By Rachel Puryear
We all know someone who tends to believe in conspiracy theories. Some of seem to be mostly reasonable and mild-mannered people, but they believe in a few mildly questionable things. Then, there are others who vocally believe a lot of outrageous conspiracy theories.
Sometimes we love these people anyway and just try to overlook some things they believe in. Other times, these people go so far down their rabbit holes that it gets to be too much to be around them, and the rest of us might have to distance ourselves.
Just About Everyone Believes in Something Irrational – But It’s a Matter of Degree:
Human minds work in funny ways – even with people who are generally intelligent and reasonable. It’s important to understand that occasional unproven or outdated beliefs (like belief in UFO’s, or superstitions) is common, and is usually harmless.
It’s much different, however; to believe in numerous, sinister conspiracy theories. Such conspiracy theories are pushed by hate groups and other dangerous sources (like Q-Anon), or result in a great deal of harm to others (like anti-vax beliefs).

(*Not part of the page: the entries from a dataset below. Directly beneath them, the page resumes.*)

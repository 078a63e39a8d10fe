use crate::config::PagerConfig;

///
/// PagerOptions
///
/// Per-pager knobs. A zero or absent page size means an unbounded scan; a
/// configured maximum caps every page, unbounded ones included.
///

#[derive(Clone, Copy, Debug, Default, Eq, PartialEq)]
pub struct PagerOptions {
    page_size: Option<u32>,
    max_page_size: Option<u32>,
    forward_only: bool,
}

impl PagerOptions {
    #[must_use]
    pub const fn new() -> Self {
        Self {
            page_size: None,
            max_page_size: None,
            forward_only: false,
        }
    }

    #[must_use]
    pub const fn from_config(config: &PagerConfig) -> Self {
        Self {
            page_size: config.default_page_size,
            max_page_size: config.max_page_size,
            forward_only: config.forward_only,
        }
    }

    /// Request a page size; `0` disables the limit.
    #[must_use]
    pub const fn with_page_size(mut self, size: u32) -> Self {
        self.page_size = if size == 0 { None } else { Some(size) };
        self
    }

    #[must_use]
    pub const fn with_max_page_size(mut self, max: u32) -> Self {
        self.max_page_size = if max == 0 { None } else { Some(max) };
        self
    }

    /// Never emit `prev` tokens.
    #[must_use]
    pub const fn forward_only(mut self, forward_only: bool) -> Self {
        self.forward_only = forward_only;
        self
    }

    /// Effective page size after clamping to the configured maximum.
    #[must_use]
    pub const fn page_size(&self) -> Option<u32> {
        match (self.page_size, self.max_page_size) {
            (Some(size), Some(max)) if size > max => Some(max),
            (Some(size), _) => Some(size),
            (None, max) => max,
        }
    }

    #[must_use]
    pub const fn max_page_size(&self) -> Option<u32> {
        self.max_page_size
    }

    #[must_use]
    pub const fn is_forward_only(&self) -> bool {
        self.forward_only
    }
}
//! Pager configuration loaded from TOML.
//!
//! ```toml
//! default_page_size = 25
//! max_page_size = 200
//! forward_only = false
//! ```

use serde::{Deserialize, Serialize};
use std::{fs, io, path::Path};
use thiserror::Error as ThisError;

///
/// ConfigError
///

#[derive(Debug, ThisError)]
pub enum ConfigError {
    #[error("failed to read pager config: {0}")]
    Io(#[from] io::Error),

    #[error("failed to parse pager config: {0}")]
    Parse(#[from] toml::de::Error),

    #[error("invalid pager config: {0}")]
    Invalid(String),
}

///
/// PagerConfig
///
/// Process-wide paging defaults. Every field is optional in the file.
///

#[derive(Clone, Debug, Default, Deserialize, Eq, PartialEq, Serialize)]
#[serde(default, deny_unknown_fields)]
pub struct PagerConfig {
    /// Page size used when a request does not choose one. `None` = unbounded.
    pub default_page_size: Option<u32>,

    /// Upper bound applied to every requested page size.
    pub max_page_size: Option<u32>,

    /// Suppress `prev` tokens for forward-only clients.
    pub forward_only: bool,
}

impl PagerConfig {
    pub fn from_toml_str(source: &str) -> Result<Self, ConfigError> {
        let config: Self = toml::from_str(source)?;
        config.validate()?;

        Ok(config)
    }

    pub fn from_path(path: impl AsRef<Path>) -> Result<Self, ConfigError> {
        let raw = fs::read_to_string(path)?;

        Self::from_toml_str(&raw)
    }

    pub fn validate(&self) -> Result<(), ConfigError> {
        if self.default_page_size == Some(0) {
            return Err(ConfigError::Invalid(
                "default_page_size must be positive".to_string(),
            ));
        }
        if self.max_page_size == Some(0) {
            return Err(ConfigError::Invalid(
                "max_page_size must be positive".to_string(),
            ));
        }
        if let (Some(default), Some(max)) = (self.default_page_size, self.max_page_size)
            && default > max
        {
            return Err(ConfigError::Invalid(format!(
                "default_page_size {default} exceeds max_page_size {max}"
            )));
        }

        Ok(())
    }
}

People Prone to Believing Lots of Conspiracy Theories Tend to Have the Following Traits:
Note that the following traits are tendencies, and not absolutes. People can have some or all of these traits and not necessarily be prone to belief conspiracy theories, and people can believe in conspiracy theories without necessarily having many of these traits. However, the following traits are more common for people who believe in a lot of conspiracy theories, than they are for the general population:
Lacking in Strong Critical Thinking Skills:
This is unlikely to come as a surprise, and you probably already guessed it. When people suspend belief in reality and try to invent unsupported storylines, they are not thinking critically, according to psychologist Dr. John Grohol. Critical thinking requires analyzing facts, rather than making up facts to support one’s beliefs.
People prone to believing in conspiracy theories also tend to have a little bit lower educational levels than average. This seems to fit in with reduced critical thinking skills, as well as being relatively socially isolated.
A Need to Feel Special:
Many people join causes and groups to feel special. Belief in things that scientists have discredited gives conspiracy theorists a feeling of having knowledge that not everyone else has. They may feel superior, and believe that those who do accept scientific findings are simply “sheeple”.
People prone to conspiracy theories also tend to be more self-absorbed, and paranoid than most others. This tendency seems to fit right in with a need to feel special. Such people are also prone to inferring connections where there are none – which seems to fit with paranoia, and inventing stories.
Relatively Socially Isolated and/or Alienated:
People who are socially isolated, or perhaps also socially alienated, are more prone to believing in conspiracy theories than people who are less so. Being exposed to fewer people, as well as fewer people from different backgrounds and experiences, exposes a person to fewer ideas and less variety in perspectives. This means that a person is less likely to have their beliefs challenged, and to therefore have to examine them more critically.
People who are disagreeable are also more prone to believing in conspiracy theories than others. Perhaps disagreeability is linked with a higher degree of social isolation.
This factor is compounded in this day and age, where many people get much or all of their news from social media. People tend to spend time on social media with others who share their world views, and end up inside echo chambers. With less exposure to different views, while also being surrounded by people with the same views, people tend to dig further and further into their own beliefs – especially when they hold extreme and fanciful beliefs.
If you’ve lost a relationship with someone because of their addiction to conspiracy theories, you are not alone. As conspiracy theories proliferate, the phenomenon is straining many families and relationships. See here for strategies to stay connected with someone you fear you are losing to conspiracy theory groups. It’s a truly difficult situation.